Thursday, July 31, 2014

Analytical Grammar ~ Beyond the Book Report {a Crew Review}

  

Analytical Grammar offers quality grammar and language learning products for grades 4 through high school. We received Seasons 1, 2 and 3 of Beyond the Book Report (BBR) for review. Season 1 and 2 are more on the 6th to 8th grade level while Season 3 I would recommend for high schoolers. We (6th and 10th graders and I) worked several days a week to get through one unit from each of the Seasons. Each of the Seasons includes a teaching guide and a DVD containing instructional videos, printable PDFs and printable Power Point slides of the lectures for handy reference or note taking. Within each of the teaching guides for all three season you will find lots of examples, all from the book Charlotte’s Web by E.B White.

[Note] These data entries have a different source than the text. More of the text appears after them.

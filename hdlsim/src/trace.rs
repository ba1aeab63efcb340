//! Value change dump (VCD) waveform tracing.

use std::fs::File;
use std::io::{self, BufWriter, Write};
use std::path::Path;

use itertools::Itertools;
use linked_hash_map::LinkedHashMap;
use thiserror::Error;

use crate::*;

/// Tracing error.
#[allow(missing_docs)]
#[derive(Debug, Error)]
pub enum TraceError {
    #[error("failed to write waveform: {0}")]
    Io(#[from] io::Error),
    #[error("signal `{name}` was declared with width {expected} but probed with width {found}")]
    WidthMismatch { name: String, expected: usize, found: usize },
}

#[derive(Debug)]
struct Var {
    id: String,
    width: usize,
    last: Option<Vec<bool>>,
}

/// Records signal values per cycle and dumps them as a VCD file.
#[derive(Debug)]
pub struct Tracer {
    timescale: String,
    time: u64,
    vars: LinkedHashMap<String, Var>,
    changes: Vec<(u64, Vec<(String, Vec<bool>)>)>,
    error: Option<TraceError>,
}

impl Default for Tracer {
    fn default() -> Self { Self::new("1ns") }
}

/// Short printable identifier of the `n`-th variable.
fn var_id(mut n: usize) -> String {
    const FIRST: u8 = b'!';
    const RADIX: usize = (b'~' - b'!' + 1) as usize;

    let mut id = String::new();
    loop {
        id.push((FIRST + (n % RADIX) as u8) as char);
        n /= RADIX;
        if n == 0 {
            break;
        }
        n -= 1;
    }
    id
}

impl Tracer {
    /// Creates a new tracer. `timescale` is the duration of one time unit, e.g. `"1ns"`.
    pub fn new(timescale: &str) -> Self {
        Self {
            timescale: timescale.to_string(),
            time: 0,
            vars: LinkedHashMap::new(),
            changes: Vec::new(),
            error: None,
        }
    }

    /// Current time.
    pub fn time(&self) -> u64 { self.time }

    /// Moves to time `time`. Subsequent probes are recorded at that time.
    pub fn advance(&mut self, time: u64) { self.time = self.time.max(time); }

    /// Records the value of `value` under `name`. Struct members become separate variables named
    /// `<name>_<member>`.
    ///
    /// The first probe of a name declares it; a width mismatch on a later probe is reported by `write_vcd`.
    pub fn probe<S: Signal>(&mut self, name: &str, value: &S) {
        let mut bits = value.transl().into_iter();
        let decls = S::port_decls();

        for (member, width) in decls.iter_with_prefix(Some(name.to_string())) {
            let member = member.unwrap_or_else(|| name.to_string());
            let member_bits = bits.by_ref().take(width).collect::<Vec<_>>();
            self.record(member, member_bits);
        }
    }

    fn record(&mut self, name: String, bits: Vec<bool>) {
        let num_vars = self.vars.len();
        let width = bits.len();
        let var = self.vars.entry(name.clone()).or_insert_with(|| Var { id: var_id(num_vars), width, last: None });

        if var.width != bits.len() {
            if self.error.is_none() {
                self.error = Some(TraceError::WidthMismatch { name, expected: var.width, found: bits.len() });
            }
            return;
        }

        if var.last.as_ref() == Some(&bits) {
            return;
        }
        var.last = Some(bits.clone());

        let id = var.id.clone();
        match self.changes.last_mut() {
            Some((time, changes)) if *time == self.time => changes.push((id, bits)),
            _ => self.changes.push((self.time, vec![(id, bits)])),
        }
    }

    /// Writes the recorded waveform in VCD format.
    pub fn write_vcd<W: Write>(&mut self, w: &mut W) -> Result<(), TraceError> {
        if let Some(error) = self.error.take() {
            return Err(error);
        }

        writeln!(w, "$timescale {} $end", self.timescale)?;
        writeln!(w, "$scope module top $end")?;
        for (name, var) in self.vars.iter() {
            writeln!(w, "$var wire {} {} {} $end", var.width, var.id, name)?;
        }
        writeln!(w, "$upscope $end")?;
        writeln!(w, "$enddefinitions $end")?;

        for (time, changes) in &self.changes {
            writeln!(w, "#{}", time)?;
            for (id, bits) in changes {
                if bits.len() == 1 {
                    writeln!(w, "{}{}", if bits[0] { '1' } else { '0' }, id)?;
                } else {
                    writeln!(w, "b{} {}", bits.iter().rev().map(|b| if *b { '1' } else { '0' }).join(""), id)?;
                }
            }
        }
        writeln!(w, "#{}", self.time + 1)?;

        Ok(())
    }

    /// Writes the recorded waveform to the file at `path`.
    pub fn save<P: AsRef<Path>>(&mut self, path: P) -> Result<(), TraceError> {
        let mut w = BufWriter::new(File::create(path)?);
        self.write_vcd(&mut w)?;
        w.flush()?;
        Ok(())
    }
}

The teacher's guides are very self-explanatory and easy to follow. It gives you, the teacher, guidelines, possible dialog to follow, and breaks everything down by teaching days. Teaching days are days that you are actually involved in, well, teaching. There are sometimes many days between teaching days where the student is simply doing their project, reading a book or doing research that doesn't necessarily require your intervention. For example, the basic book report has four teaching days but the entire section took us nearly 3 weeks to get through.

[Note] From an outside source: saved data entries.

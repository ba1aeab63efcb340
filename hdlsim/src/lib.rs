//! HdlSim: cycle-accurate simulation of synchronous hardware blocks with latency-insensitive interfaces.

// # Tries to deny all lints (`rustc -W help`).
#![deny(absolute_paths_not_starting_with_crate)]
#![deny(anonymous_parameters)]
#![deny(explicit_outlives_requirements)]
#![deny(keyword_idents)]
#![deny(macro_use_extern_crate)]
#![deny(missing_debug_implementations)]
#![deny(non_ascii_idents)]
#![deny(rust_2018_idioms)]
#![deny(unsafe_op_in_unsafe_fn)]
#![deny(unused_extern_crates)]
#![deny(unused_import_braces)]
//
#![deny(missing_docs)]
#![deny(rustdoc::broken_intra_doc_links)]
#![deny(rustdoc::private_intra_doc_links)]
#![deny(rustdoc::missing_crate_level_docs)]
#![deny(rustdoc::invalid_codeblock_attributes)]
#![deny(rustdoc::invalid_html_tags)]
#![deny(rustdoc::invalid_rust_codeblocks)]
#![deny(rustdoc::bare_urls)]
//
#![allow(clippy::needless_lifetimes)]
#![allow(elided_lifetimes_in_paths)]

#[macro_use]
pub mod utils;
pub mod component;
pub mod fsm;
pub mod signal;
pub mod sim;
pub mod trace;

pub use component::*;
pub use fsm::*;
pub use hdlsim_macro::Signal;
pub use signal::*;
pub use sim::*;
pub use trace::*;
pub use utils::*;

Each individual Season of BBR is $24.95 to purchase from the Analytical Grammar website. However, they do offer a bundle deal where you can get all three Seasons for $69.95.

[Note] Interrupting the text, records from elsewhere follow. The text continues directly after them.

impl AxiDmaTripleBuffer {
    /// Creates a new triple buffer.
    pub fn new(config: TripleBufferConfig) -> Result<Self, ConfigError> {
        let dma = AxiDma::new(config.dma)?;
        let buffers = Fsm::new(
            "buffers",
            |input: &RotateInput, state: &Buffers| (state.clone(), state.rotate(input)),
            Buffers::default(),
        );
        let wr = Fsm::new("tb_wr", wr_step, WrState::default());
        let rd = Fsm::new("tb_rd", rd_step, RdPhase::Reset);
        Ok(Self { config, dma, buffers, wr, rd })
    }

    /// Configuration.
    pub fn config(&self) -> &TripleBufferConfig { &self.config }

    /// Inner DMA.
    pub fn dma(&self) -> &AxiDma { &self.dma }

    fn wires(&self, input: &TripleBufferInput) -> Wires {
        let buffers = self.buffers.state();
        let (wr_req, sink) = wr_drive(self.wr.state(), input, buffers);
        let (rd_req, source_ready) = rd_drive(*self.rd.state(), input, buffers, self.config.ignore_rd_size_signal);

        let dma_in = AxiDmaInput {
            wr: wr_req,
            rd: rd_req,
            s_axis: sink,
            m_axis: source_ready,
            m_axi: input.m_axi.clone(),
            protocol_error_clear: input.protocol_error_clear,
        };
        let dma_out = self.dma.comb(&dma_in);

        let wr_in = WrInput {
            s_axis: input.s_axis.clone(),
            len_beats: input.wr_len_beats,
            dont_change_if_incomplete: input.wr_dont_change_buffer_if_incomplete,
            dma_ack: dma_out.wr_ack,
            dma_s_axis: dma_out.s_axis,
        };
        let wr_out = self.wr.comb(&wr_in);
        let rd_in = RdInput {
            enable: input.rd_enable,
            m_axis: input.m_axis,
            dma_ack: dma_out.rd_ack,
            dma_m_axis: dma_out.m_axis,
        };
        let rd_out = self.rd.comb(&rd_in);

        let output = TripleBufferOutput {
            s_axis: wr_out.s_axis,
            m_axis: rd_out.m_axis,
            m_axi: dma_out.m_axi,
            wr_buffer: buffers.wr,
            rd_buffer: buffers.rd,
            last_wr_buffer: buffers.last_wr,
            last_wr_beats: buffers.last_wr_beats,
            protocol_error: dma_out.protocol_error,
        };
        let rotate = RotateInput { wr: wr_out.rotate, rd: rd_out.rotate };
        Wires { dma: dma_in, wr: wr_in, rd: rd_in, rotate, output }
    }
}

impl Component for AxiDmaTripleBuffer {
    type Input = TripleBufferInput;
    type Output = TripleBufferOutput;

    fn comb(&self, input: &TripleBufferInput) -> TripleBufferOutput { self.wires(input).output }

    fn tick(&mut self, input: &TripleBufferInput, rst: bool) {
        let wires = self.wires(input);
        let prev = self.buffers.state().clone();

        self.dma.tick(&wires.dma, rst);
        self.wr.tick(&wires.wr, rst);
        self.rd.tick(&wires.rd, rst);
        self.buffers.tick(&wires.rotate, rst);

        let next = self.buffers.state();
        if !rst && *next != prev {
            log::debug!(
                "buffers: wr {} -> {}, rd {} -> {}, published {} ({} beats)",
                prev.wr,
                next.wr,
                prev.rd,
                next.rd,
                next.last_wr,
                next.last_wr_beats
            );
        }
    }

    fn trace(&self, prefix: &str, tracer: &mut Tracer) {
        self.dma.trace(prefix, tracer);
        self.buffers.trace(prefix, tracer);
        self.wr.trace(prefix, tracer);
        self.rd.trace(prefix, tracer);
    }
}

Season 1’s assignments include the basic book report, pamphlet report and journalism report. Each of the assignments build on the last and incorporate (literary) terms previously learned. From this season, we did the basic book report. That assignment included a reading log, paraphrase, summary, literary terms worksheet, and a choice of either creating study questions or a crossword puzzle. From the DVD I printed rubrics for the kids which outline exactly what was due, what was expected for each of the individual assignments and how much each item would be worth. I’ve never really given the kids rubrics before, mostly because I’ve just never thought about it, but it really streamlined things. Normally, with multiple-stage projects the kids come to me regularly to ask about the next step but the rubric eliminated this.
Season 2 covers poetry and drama. The poetry was what we focused on. There were many more concepts in this season than in the previous one. For example, trying to learn the difference between iambic, dactylic, anapestic and trochaic “feet” was hard- even for me. I’ve never been big into poetry, reading or writing it, so the majority of these terms were just as new to me as they were to the kids. We watched several videos about poetry terms, poetry types and figurative language. The figurative language exercises were fun to do with the kids. They began listening for figurative language in every day conversation and were quick to point it out! The poetry book report has the kids write four poems all based on the story, character, plot and setting in the book.  They each had to write a limerick, haiku, sonnet and narrative poem. There is a 65 question final test over the entire poetry unit. Instead of doing the test as a test, we used it as oral review and discussion. Again, the rubric was a lifesaver. It really breaks down what is expected and what to look for in their own work before handing it in to me.
Season 3, obviously intended for high schoolers, wasn’t as easy for my 6th grader. She and I had to work more closely together on this one. Its assignments include essays, oral reports and research papers. I really wanted to get through the research paper in this season but it has 26 teaching days!! As I mentioned previously, there are sometimes many days between teaching days for the projects so there was just no way for us to work through it in the time allowed for the review. However, we will be doing it in the future. Instead, we opted to try to squeeze in the oral report or “public speaking book report”. It only had 4 teaching days and requires the use of PowerPoint, which my kids love using. We watched videos about public speaking, an example oral report and effective PowerPoints. We also did the worksheet that went along with the effective PowerPoint video. Overall, this was a fun, quick assignment. We got through it in a little less than 2 weeks. We had to work fast and probably could have taken more time but the kids had fun presenting their projects-  and that’s what matters, right?
 
My Bottom Line
Beyond the Book Report is an excellent product. I like that I can use one product for multiple students, even with a four year grade difference. The curriculum is thorough and easy to use. The rubrics provided for each assignment were probably my favorite part... silly I know. It just made things so much easier for me! While Beyond the Book Report isn't a complete language arts curriculum, because there isn't really any grammar work, simply adding a grammar product would round it out nicely. Thank you Analytical Grammar for this great opportunity!